Confrontation – Expert Opinion Based on Hearsay

State v. Craig A. Swope, 2008 WI App 175
For Swope: Dianne M. Erickson

Issue: Whether an FBI agent’s expert opinion, that the simultaneous deaths of an elderly couple were the result of homicide rather than natural causes, was improperly based on hearsay, namely the opinions of two non-testifying experts who thought the likelihood of natural causes so remote as to be impossible.

Holding:

¶35      In State v. Watson, 227 Wis. 2d 167, 195, 595 N.W.2d 403 (1999), the supreme court explained: “In Kolpin v. Pioneer Power & Light, 162 Wis. 2d 1, 37, 469 N.W.2d 595 (1991), we stated that ‘even if [the expert] arguably relied on hearsay in forming [the expert’s] opinion, [the expert’s] opinion is still admissible.’” We note, however, that

[Wisconsin Stat. §] 907.03 is not a hearsay exception. Hearsay data upon which the expert’s opinion is predicated may not be automatically admitted into evidence by the proponent and used for the truth of the matter asserted unless the data are otherwise admissible under a recognized exception to the hearsay rule. (Citation omitted.)

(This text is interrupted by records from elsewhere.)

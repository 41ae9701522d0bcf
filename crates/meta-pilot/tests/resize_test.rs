mod common;

use meta_core::settings::{
    SETTING_ALLOCATION_MAX_RETRIES, SETTING_INITIAL_RECOVERY_ID, SETTING_NUMBER_OF_SHARDS,
    SETTING_RESIZE_SOURCE_NAME, SETTING_RESIZE_SOURCE_UUID, SETTING_SHRINK_SOURCE_NAME,
    SETTING_VERSION_CREATED,
};
use meta_core::{ClusterState, IndexMetadataBuilder, Settings, Version};
use meta_pilot::{
    CreateIndexError, CreateIndexRequest, CreationOutcome, DeprecationLogger, PilotConfig,
    ResizeRequest,
};

use common::{cluster, init_logging, resize_source, shards, started_routing, with_index, Harness};

/// Cluster of three data nodes holding `source`, one started primary per shard
fn cluster_with_source(source: IndexMetadataBuilder, node_of: impl Fn(u32) -> String) -> ClusterState {
    let imd = source.build().unwrap();
    let routing = started_routing(imd.name(), imd.number_of_shards(), node_of);
    with_index(&cluster(3), imd, routing)
}

fn spread(shard: u32) -> String {
    format!("node{}", shard + 1)
}

fn resize(
    state: &ClusterState,
    target: &str,
    resize: ResizeRequest,
    settings: Settings,
) -> Result<CreationOutcome, CreateIndexError> {
    let harness = Harness::new(PilotConfig::default());
    let request = CreateIndexRequest::new("resize", target)
        .settings(settings)
        .resize(resize);
    harness
        .creator
        .execute(&request, state, &DeprecationLogger::new())
}

#[test]
fn test_shrink_requires_colocated_shards() {
    init_logging();
    let state = cluster_with_source(resize_source("logs", 3), spread);

    let err = resize(&state, "logs-shrunk", ResizeRequest::shrink("logs"), shards(1, 0)).unwrap_err();
    assert_eq!(
        err,
        CreateIndexError::UnresizableSource(
            "index logs must have all shards allocated on the same node to shrink index".to_string()
        )
    );
}

#[test]
fn test_shrink_colocated_source() {
    init_logging();
    let source = resize_source("logs", 3)
        .primary_term(0, 2)
        .primary_term(1, 7)
        .primary_term(2, 4);
    let state = cluster_with_source(source, |_| "node1".to_string());

    let outcome = resize(&state, "logs-shrunk", ResizeRequest::shrink("logs"), Settings::new()).unwrap();

    let imd = outcome.state.metadata().index("logs-shrunk").unwrap();
    assert_eq!(imd.number_of_shards(), 1);
    assert_eq!(imd.primary_term(0), 7);
    assert_eq!(imd.routing_num_shards(), 3);

    let settings = imd.settings();
    assert_eq!(settings.get(SETTING_INITIAL_RECOVERY_ID), Some("node1"));
    assert_eq!(settings.get(SETTING_ALLOCATION_MAX_RETRIES), Some("1"));
    assert_eq!(settings.get(SETTING_SHRINK_SOURCE_NAME), Some("logs"));
    assert_eq!(settings.get(SETTING_RESIZE_SOURCE_NAME), Some("logs"));
    assert_eq!(settings.get(SETTING_RESIZE_SOURCE_UUID), Some("logs-uuid"));
    assert!(outcome.templates.is_empty());
}

#[test]
fn test_shrink_target_must_divide_source() {
    let state = cluster_with_source(resize_source("logs", 4), |_| "node1".to_string());

    let err = resize(&state, "logs-shrunk", ResizeRequest::shrink("logs"), shards(3, 0)).unwrap_err();
    assert_eq!(
        err,
        CreateIndexError::UnresizableSource(
            "the number of source shards [4] must be a multiple of [3]".to_string()
        )
    );
}

#[test]
fn test_split() {
    let source = resize_source("logs", 2).routing_num_shards(8).primary_term(1, 3);
    let state = cluster_with_source(source, spread);

    let outcome = resize(&state, "logs-split", ResizeRequest::split("logs"), shards(4, 0)).unwrap();

    let imd = outcome.state.metadata().index("logs-split").unwrap();
    assert_eq!(imd.number_of_shards(), 4);
    assert_eq!(imd.routing_num_shards(), 8);
    assert_eq!(imd.primary_terms(), &[3, 3, 3, 3]);
    assert!(!imd.settings().contains(SETTING_INITIAL_RECOVERY_ID));
    assert!(!imd.settings().contains(SETTING_SHRINK_SOURCE_NAME));
    assert_eq!(imd.settings().get(SETTING_RESIZE_SOURCE_NAME), Some("logs"));
}

#[test]
fn test_split_target_must_be_multiple() {
    let state = cluster_with_source(resize_source("logs", 2).routing_num_shards(12), spread);

    let err = resize(&state, "logs-split", ResizeRequest::split("logs"), shards(3, 0)).unwrap_err();
    assert_eq!(
        err,
        CreateIndexError::UnresizableSource(
            "the number of source shards [2] must be a factor of [3]".to_string()
        )
    );
}

#[test]
fn test_split_requires_shard_count() {
    let state = cluster_with_source(resize_source("logs", 2).routing_num_shards(8), spread);

    let err = resize(&state, "logs-split", ResizeRequest::split("logs"), Settings::new()).unwrap_err();
    assert_eq!(
        err,
        CreateIndexError::InvalidSettings(vec![format!(
            "{} is required for split operations",
            SETTING_NUMBER_OF_SHARDS
        )])
    );
}

#[test]
fn test_split_rejects_old_source() {
    let source = resize_source("logs", 2).routing_num_shards(8);
    let settings = source_settings(&source).with(SETTING_VERSION_CREATED, Version::V_5_6_0.id());
    let state = cluster_with_source(source.settings(settings), spread);

    let err = resize(&state, "logs-split", ResizeRequest::split("logs"), shards(4, 0)).unwrap_err();
    assert_eq!(
        err,
        CreateIndexError::UnresizableSource(
            "source index created version is too old to apply a split operation".to_string()
        )
    );
}

#[test]
fn test_resize_requires_write_block() {
    let source = resize_source("logs", 2).routing_num_shards(8);
    let mut settings = source_settings(&source);
    settings.remove(meta_core::settings::SETTING_BLOCKS_WRITE);
    let state = cluster_with_source(source.settings(settings), spread);

    let err = resize(&state, "logs-split", ResizeRequest::split("logs"), shards(4, 0)).unwrap_err();
    assert_eq!(
        err,
        CreateIndexError::UnresizableSource(
            "index logs must be read-only to resize index. use \"index.blocks.write=true\"".to_string()
        )
    );
}

#[test]
fn test_resize_rejects_mappings() {
    let state = cluster_with_source(resize_source("logs", 4), |_| "node1".to_string());
    let request = CreateIndexRequest::new("resize", "logs-shrunk")
        .settings(shards(2, 0))
        .mapping("_doc", r#"{"properties": {"msg": {"type": "text"}}}"#)
        .resize(ResizeRequest::shrink("logs"));

    let harness = Harness::new(PilotConfig::default());
    let err = harness
        .creator
        .execute(&request, &state, &DeprecationLogger::new())
        .unwrap_err();
    assert!(matches!(err, CreateIndexError::UnresizableSource(_)));
    assert!(harness.local.removals().is_empty());
}

fn source_settings(source: &IndexMetadataBuilder) -> Settings {
    source.clone().build().unwrap().settings().clone()
}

State v. Weber, 174 Wis. 2d 98, 107, 496 N.W.2d 762 (Ct. App. 1993).

¶36      Safarik was asked to analyze all of the evidence from the Recob home to determine if their simultaneous death was naturally or criminally caused—the medical examiner had ruled out accident or suicide. Naturally, he would seek out information on simultaneous death by natural causes to test his hypothesis that the deaths were the result of a crime. The statistics relied upon by Christakis of Harvard and Anderson of the CDC were not admitted into evidence; rather, they served to illustrate the basis for the opinion they shared that it was statistically impossible for a couple to suffer simultaneous death from natural causes—an opinion Safarik took into consideration when reaching his conclusion that death was by a criminal act. See Nachtsheim v. Beech Aircraft Corp., 847 F.2d 1261, 1270-71 (7th Cir. 1988) (The trial court may, in its discretion, allow an expert to testify to otherwise inadmissible facts for the limited purpose of serving as a basis of the expert’s opinion.). The trial court did not err in permitting Safarik to rely upon the opinions of Christakis and Anderson.

Nor, the court adds, does the underlying hearsay violate confrontation, ¶37, citing State v. Barton, 2006 WI App 18 (overarching principle summarized as: “confrontation rights were not impinged because the hearsay opinions of others were not admitted for the truth of the matter asserted but as the basis of the expert’s testimony”).